* What you are asked to do: Show each line of the data below in which "ConsoleObserver" occurs.

* Provided data:
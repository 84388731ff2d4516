//! Stage domain model

use crate::core::{
    action::Action,
    log::{LogBuffer, LogRecorder},
    status::Status,
};
use serde::{Deserialize, Serialize};
use std::fmt;

/// Kind of a stage
#[derive(Debug, Clone, Copy, PartialEq, Eq, Default, Serialize, Deserialize)]
#[serde(rename_all = "lowercase")]
pub enum StageKind {
    /// Entry point of a flow, no work
    Start,
    /// Runs actions
    #[default]
    Normal,
    /// Reserved for suspend/resume, currently a pass-through
    Pause,
    /// Exit point of a flow, no work
    End,
}

impl fmt::Display for StageKind {
    fn fmt(&self, f: &mut fmt::Formatter<'_>) -> fmt::Result {
        let name = match self {
            StageKind::Start => "start",
            StageKind::Normal => "normal",
            StageKind::Pause => "pause",
            StageKind::End => "end",
        };
        f.write_str(name)
    }
}

/// How a normal stage dispatches its actions
#[derive(Debug, Clone, Copy, PartialEq, Eq, Serialize, Deserialize)]
pub enum Sequencing {
    /// One action at a time in declared order, stopping at the first failure
    #[serde(rename = "sequence", alias = "sequential")]
    Sequential,
    /// All actions at once, joined before aggregating
    #[serde(rename = "parallel", alias = "concurrent")]
    Concurrent,
}

/// A phase of a flow
#[derive(Debug, Clone, Default, PartialEq, Serialize, Deserialize)]
pub struct Stage {
    #[serde(rename = "type")]
    pub kind: StageKind,

    pub name: String,

    #[serde(default)]
    pub title: String,

    /// Only meaningful for normal stages
    #[serde(default, skip_serializing_if = "Option::is_none")]
    pub sequencing: Option<Sequencing>,

    #[serde(default)]
    pub status: Status,

    #[serde(default, skip_serializing_if = "LogBuffer::is_empty")]
    pub logs: LogBuffer,

    #[serde(default, skip_serializing_if = "Vec::is_empty")]
    pub actions: Vec<Action>,
}

impl Stage {
    pub fn start(name: impl Into<String>) -> Self {
        Self::marker(StageKind::Start, name)
    }

    pub fn end(name: impl Into<String>) -> Self {
        Self::marker(StageKind::End, name)
    }

    pub fn pause(name: impl Into<String>) -> Self {
        Self::marker(StageKind::Pause, name)
    }

    pub fn normal(name: impl Into<String>, sequencing: Sequencing, actions: Vec<Action>) -> Self {
        Self {
            kind: StageKind::Normal,
            name: name.into(),
            sequencing: Some(sequencing),
            actions,
            ..Self::default()
        }
    }

    fn marker(kind: StageKind, name: impl Into<String>) -> Self {
        Self {
            kind,
            name: name.into(),
            ..Self::default()
        }
    }

    /// Append to this stage's own log
    pub fn log(&self, recorder: &LogRecorder, line: &str, verbose: bool) {
        recorder.log(&self.logs, line, verbose);
    }
}
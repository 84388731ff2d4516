//! Definition-time errors

use std::path::PathBuf;
use thiserror::Error;

/// Errors raised while loading, parsing or validating a flow definition
///
/// These are the only errors that stop a run from starting. Anything that
/// goes wrong once a flow is running is recorded as a fault instead.
#[derive(Debug, Error)]
pub enum DefinitionError {
    #[error("failed to read flow file {path}: {source}")]
    Io {
        path: PathBuf,
        #[source]
        source: std::io::Error,
    },

    #[error("malformed flow document: {0}")]
    Yaml(#[from] serde_yaml::Error),

    #[error("malformed flow document: {0}")]
    Json(#[from] serde_json::Error),

    #[error("invalid flow URI '{uri}': {reason}")]
    InvalidUri { uri: String, reason: String },

    #[error("invalid flow definition: {0}")]
    Invalid(String),
}
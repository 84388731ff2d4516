//! Terminal rendering of flow progress
//!
//! [`TerminalOutput`] turns [`FlowEvent`]s into stage headers such as
//! `[2/4] build` with a separator line between stages.

use crate::cli::output::{format_status, CHECK, CROSS, ROCKET, WARN};
use crate::core::Status;
use crate::execution::FlowEvent;
use console::style;
use std::io::{self, Write};

/// Prints flow events as they arrive
#[derive(Debug, Clone, Copy)]
pub struct TerminalOutput {
    total_stages: usize,
}

impl TerminalOutput {
    pub fn new(total_stages: usize) -> Self {
        Self { total_stages }
    }

    pub fn on_event(&self, event: &FlowEvent) {
        match event {
            FlowEvent::FlowStarted { execution_id, uri } => {
                println!(
                    "{} Starting flow {} ({})",
                    ROCKET,
                    style(uri).bold(),
                    style(&execution_id.to_string()[..8]).dim()
                );
            }
            FlowEvent::StageStarted { index, name } => {
                self.print_separator();
                println!("{}", stage_header(*index, self.total_stages, name));
            }
            FlowEvent::StageFinished { name, status, .. } => {
                let icon = match status {
                    Status::Success => CHECK,
                    Status::Cancel => WARN,
                    _ => CROSS,
                };
                println!("{} {} {}", icon, style(name).bold(), format_status(*status));
            }
            FlowEvent::FlowFinished { .. } => {
                self.print_separator();
            }
        }
        self.flush_stdout();
    }

    fn print_separator(&self) {
        // Get terminal width, default to 80 if unavailable
        let width = term_size::dimensions_stdout()
            .map(|(w, _)| w)
            .unwrap_or(80);
        println!("{}", style(separator(width)).dim());
    }

    fn flush_stdout(&self) {
        let _ = io::stdout().flush();
    }
}

/// `[N/M] name`, with N counted from one
pub fn stage_header(index: usize, total: usize, name: &str) -> String {
    format!(
        "[{}/{}] {}",
        style(index + 1).cyan(),
        style(total).dim(),
        style(name).bold()
    )
}

pub fn separator(width: usize) -> String {
    "─".repeat(width)
}
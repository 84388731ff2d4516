use anyhow::{Context, Result};
use devflow::cli::commands::{HistoryCommand, RunCommand, ValidateCommand};
use devflow::cli::output::*;
use devflow::cli::terminal_output::TerminalOutput;
use devflow::cli::{Cli, Command};
use devflow::core::config::load_flow_file;
use devflow::core::{ConsoleObserver, FlowUri, RunMode};
use devflow::dispatch::{DispatcherConfig, KubectlDispatcher};
use devflow::execution::{FlowOrchestrator, RunOptions};
use devflow::notify::NotifierRegistry;
use devflow::persistence::{FlowStore, InMemoryStore};
use std::sync::Arc;
use tracing_subscriber::{EnvFilter, FmtSubscriber};

#[tokio::main]
async fn main() -> Result<()> {
    let cli = Cli::from_args();

    // Initialize logging, RUST_LOG wins over --verbose
    let default_level = if cli.verbose { "debug" } else { "info" };
    let filter = EnvFilter::try_from_default_env().unwrap_or_else(|_| EnvFilter::new(default_level));
    let subscriber = FmtSubscriber::builder()
        .with_env_filter(filter)
        .with_writer(std::io::stderr)
        .finish();
    tracing::subscriber::set_global_default(subscriber)
        .context("Failed to set logging subscriber")?;

    match &cli.command {
        Command::Run(cmd) => run_flow(cmd, cli.verbose).await?,
        Command::Validate(cmd) => validate_flow(cmd)?,
        Command::History(cmd) => show_history(cmd).await?,
    }

    Ok(())
}

#[cfg(feature = "sqlite")]
async fn history_store() -> Result<Arc<dyn FlowStore>> {
    let store = devflow::persistence::SqliteFlowStore::with_default_path().await?;
    Ok(Arc::new(store))
}

#[cfg(not(feature = "sqlite"))]
async fn history_store() -> Result<Arc<dyn FlowStore>> {
    tracing::warn!("Built without sqlite support, history is kept in memory only");
    Ok(Arc::new(InMemoryStore::new()))
}

async fn run_flow(cmd: &RunCommand, verbose: bool) -> Result<()> {
    let mode: RunMode = cmd.mode.into();
    let mut flow = load_flow_file(&cmd.file, mode)
        .with_context(|| format!("Failed to load flow definition {}", cmd.file))?;

    println!(
        "{} Loaded flow: {} ({} stages, {} mode)",
        INFO,
        style(&flow.uri).bold(),
        style(flow.stages.len()).cyan(),
        mode
    );

    let store: Arc<dyn FlowStore> = if cmd.no_history {
        Arc::new(InMemoryStore::new())
    } else {
        history_store().await?
    };

    let mut config = DispatcherConfig::new();
    if let Some(kubectl) = &cmd.kubectl {
        config = config.with_kubectl(kubectl.clone());
    }
    if let Some(namespace) = &cmd.namespace {
        config = config.with_namespace(namespace.clone());
    }
    if let Some(timeout) = cmd.timeout {
        config = config.with_timeout(timeout);
    }
    let dispatcher = Arc::new(KubectlDispatcher::new(config));

    let terminal = TerminalOutput::new(flow.stages.len());
    let orchestrator = FlowOrchestrator::new(dispatcher, store)
        .with_notifiers(NotifierRegistry::with_defaults())
        .with_options(RunOptions {
            verbose,
            timestamp: cmd.timestamp,
        })
        .with_observer(Arc::new(ConsoleObserver))
        .on_event(move |event| terminal.on_event(&event));

    let report = orchestrator.run(&mut flow).await;

    if !report.faults.is_empty() {
        println!("\n{} {} problem(s) during the run:", WARN, report.faults.len());
        for fault in &report.faults {
            println!("  {}", format_fault(fault));
        }
    }

    println!("\n{}", format_report(&report));
    if let Some(number) = flow.number {
        println!("  Run number: {}", style(number).cyan());
    }

    if !report.is_success() {
        std::process::exit(1);
    }

    Ok(())
}

fn validate_flow(cmd: &ValidateCommand) -> Result<()> {
    println!("{} Validating flow...", INFO);

    match load_flow_file(&cmd.file, RunMode::CliRun) {
        Ok(flow) => {
            println!("{} Flow definition is valid!", CHECK);
            println!("  URI: {}", style(&flow.uri).bold());
            println!("  Stages: {}", style(flow.stages.len()).cyan());
            println!("  Receivers: {}", style(flow.receivers.len()).cyan());

            if cmd.json {
                println!("\n{}", flow.to_json_pretty()?);
            }
            Ok(())
        }
        Err(e) => {
            println!("{} Validation failed:", CROSS);
            println!("  {}", style(e).red());
            std::process::exit(1);
        }
    }
}

async fn show_history(cmd: &HistoryCommand) -> Result<()> {
    let uri = FlowUri::parse(&cmd.uri)?;
    let store = history_store().await?;

    let Some(flow_id) = store
        .find_flow(&uri.namespace, &uri.repository, &uri.name, &cmd.tag)
        .await?
    else {
        println!("{} Flow {} not found in history", WARN, style(&uri).bold());
        return Ok(());
    };

    let runs: Vec<_> = store
        .list_runs(flow_id)
        .await?
        .into_iter()
        .take(cmd.limit)
        .collect();

    if cmd.json {
        let data = serde_json::json!({ "uri": uri.to_string(), "tag": cmd.tag, "runs": runs });
        println!("{}", serde_json::to_string_pretty(&data)?);
        return Ok(());
    }

    if runs.is_empty() {
        println!("{} No runs recorded for {}", INFO, style(&uri).bold());
        return Ok(());
    }

    println!(
        "{} Run history of {} (showing latest {}):",
        INFO,
        style(&uri).bold(),
        cmd.limit
    );
    for run in &runs {
        println!("  {}", format_run_record(run));
    }

    Ok(())
}
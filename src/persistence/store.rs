//! SQLite-based persistence store

use crate::persistence::{FlowRecord, FlowStore, LogRecord, RunRecord};
use anyhow::{anyhow, Context, Result};
use chrono::{DateTime, Utc};
use sqlx::sqlite::{SqliteConnectOptions, SqlitePoolOptions, SqliteRow};
use sqlx::{Row, SqlitePool};
use std::str::FromStr;

const SCHEMA: &[&str] = &[
    r#"
    CREATE TABLE IF NOT EXISTS flows (
        id INTEGER PRIMARY KEY AUTOINCREMENT,
        namespace TEXT NOT NULL,
        repository TEXT NOT NULL,
        name TEXT NOT NULL,
        tag TEXT NOT NULL,
        title TEXT NOT NULL,
        content TEXT NOT NULL,
        version INTEGER NOT NULL DEFAULT 0,
        timeout INTEGER NOT NULL DEFAULT 0,
        updated_at TEXT NOT NULL DEFAULT (datetime('now')),
        UNIQUE (namespace, repository, name, tag)
    )
    "#,
    r#"
    CREATE TABLE IF NOT EXISTS flow_runs (
        id INTEGER PRIMARY KEY AUTOINCREMENT,
        flow_id INTEGER NOT NULL REFERENCES flows(id),
        number INTEGER NOT NULL,
        status TEXT NOT NULL,
        started_at TEXT NOT NULL,
        ended_at TEXT NOT NULL
    )
    "#,
    "CREATE INDEX IF NOT EXISTS idx_flow_runs_flow ON flow_runs(flow_id)",
    r#"
    CREATE TABLE IF NOT EXISTS flow_logs (
        id INTEGER PRIMARY KEY AUTOINCREMENT,
        flow_id INTEGER NOT NULL,
        level TEXT NOT NULL,
        message TEXT NOT NULL,
        created_at TEXT NOT NULL
    )
    "#,
    "CREATE INDEX IF NOT EXISTS idx_flow_logs_flow ON flow_logs(flow_id)",
];

/// SQLite flow store
pub struct SqliteFlowStore {
    pool: SqlitePool,
}

impl SqliteFlowStore {
    /// Open (creating if needed) a store at `db_path`; ":memory:" for a private in-memory database
    pub async fn new(db_path: &str) -> Result<Self> {
        let (options, max_connections) = if db_path == ":memory:" {
            // Every connection to :memory: is its own database
            (SqliteConnectOptions::from_str("sqlite::memory:")?, 1)
        } else {
            (
                SqliteConnectOptions::new()
                    .filename(db_path)
                    .create_if_missing(true),
                5,
            )
        };

        let pool = SqlitePoolOptions::new()
            .max_connections(max_connections)
            .connect_with(options)
            .await
            .context("Failed to connect to database")?;

        let store = Self { pool };
        store.init().await?;

        Ok(store)
    }

    /// Create store with default path
    pub async fn with_default_path() -> Result<Self> {
        let data_dir = dirs::data_local_dir().unwrap_or_else(|| std::path::PathBuf::from("."));
        let db_dir = data_dir.join("devflow");
        std::fs::create_dir_all(&db_dir)?;

        let db_path = db_dir.join("flows.db");
        let db_path = db_path
            .to_str()
            .ok_or_else(|| anyhow!("database path is not valid UTF-8: {}", db_path.display()))?;
        Self::new(db_path).await
    }

    /// Initialize database schema
    async fn init(&self) -> Result<()> {
        for statement in SCHEMA {
            sqlx::query(statement)
                .execute(&self.pool)
                .await
                .context("Failed to initialize schema")?;
        }
        Ok(())
    }

    fn run_from_row(row: &SqliteRow) -> Result<RunRecord> {
        let status: String = row.try_get("status")?;
        Ok(RunRecord {
            flow_id: row.try_get("flow_id")?,
            number: row.try_get("number")?,
            status: status.parse().map_err(|e: String| anyhow!(e))?,
            started_at: row.try_get::<DateTime<Utc>, _>("started_at")?,
            ended_at: row.try_get::<DateTime<Utc>, _>("ended_at")?,
        })
    }
}

#[async_trait::async_trait]
impl FlowStore for SqliteFlowStore {
    async fn put_flow(&self, flow: &FlowRecord) -> Result<i64> {
        let row = sqlx::query(
            r#"
            INSERT INTO flows (namespace, repository, name, tag, title, content, version, timeout)
            VALUES (?1, ?2, ?3, ?4, ?5, ?6, ?7, ?8)
            ON CONFLICT (namespace, repository, name, tag) DO UPDATE SET
                title = excluded.title,
                content = excluded.content,
                version = excluded.version,
                timeout = excluded.timeout,
                updated_at = datetime('now')
            RETURNING id
            "#,
        )
        .bind(&flow.namespace)
        .bind(&flow.repository)
        .bind(&flow.name)
        .bind(&flow.tag)
        .bind(&flow.title)
        .bind(&flow.content)
        .bind(flow.version)
        .bind(flow.timeout)
        .fetch_one(&self.pool)
        .await
        .context("Failed to save flow")?;

        Ok(row.try_get("id")?)
    }

    async fn find_flow(
        &self,
        namespace: &str,
        repository: &str,
        name: &str,
        tag: &str,
    ) -> Result<Option<i64>> {
        let row = sqlx::query(
            r#"
            SELECT id FROM flows
            WHERE namespace = ?1 AND repository = ?2 AND name = ?3 AND tag = ?4
            "#,
        )
        .bind(namespace)
        .bind(repository)
        .bind(name)
        .bind(tag)
        .fetch_optional(&self.pool)
        .await
        .context("Failed to find flow")?;

        row.map(|r| r.try_get("id")).transpose().map_err(Into::into)
    }

    async fn run_count(&self, flow_id: i64) -> Result<i64> {
        let row = sqlx::query("SELECT COUNT(*) AS runs FROM flow_runs WHERE flow_id = ?1")
            .bind(flow_id)
            .fetch_one(&self.pool)
            .await
            .context("Failed to count runs")?;

        Ok(row.try_get("runs")?)
    }

    async fn put_run(&self, run: &RunRecord) -> Result<()> {
        sqlx::query(
            r#"
            INSERT INTO flow_runs (flow_id, number, status, started_at, ended_at)
            VALUES (?1, ?2, ?3, ?4, ?5)
            "#,
        )
        .bind(run.flow_id)
        .bind(run.number)
        .bind(run.status.as_str())
        .bind(run.started_at)
        .bind(run.ended_at)
        .execute(&self.pool)
        .await
        .context("Failed to save run")?;

        Ok(())
    }

    async fn list_runs(&self, flow_id: i64) -> Result<Vec<RunRecord>> {
        let rows = sqlx::query(
            r#"
            SELECT flow_id, number, status, started_at, ended_at
            FROM flow_runs
            WHERE flow_id = ?1
            ORDER BY number DESC
            "#,
        )
        .bind(flow_id)
        .fetch_all(&self.pool)
        .await
        .context("Failed to list runs")?;

        rows.iter().map(Self::run_from_row).collect()
    }

    async fn append_log(&self, log: &LogRecord) -> Result<()> {
        sqlx::query(
            r#"
            INSERT INTO flow_logs (flow_id, level, message, created_at)
            VALUES (?1, ?2, ?3, ?4)
            "#,
        )
        .bind(log.flow_id)
        .bind(&log.level)
        .bind(&log.message)
        .bind(log.created_at)
        .execute(&self.pool)
        .await
        .context("Failed to append log")?;

        Ok(())
    }
}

* Response to this exercise:
use devflow::core::{ConsoleObserver, FlowUri, RunMode};
        .with_observer(Arc::new(ConsoleObserver))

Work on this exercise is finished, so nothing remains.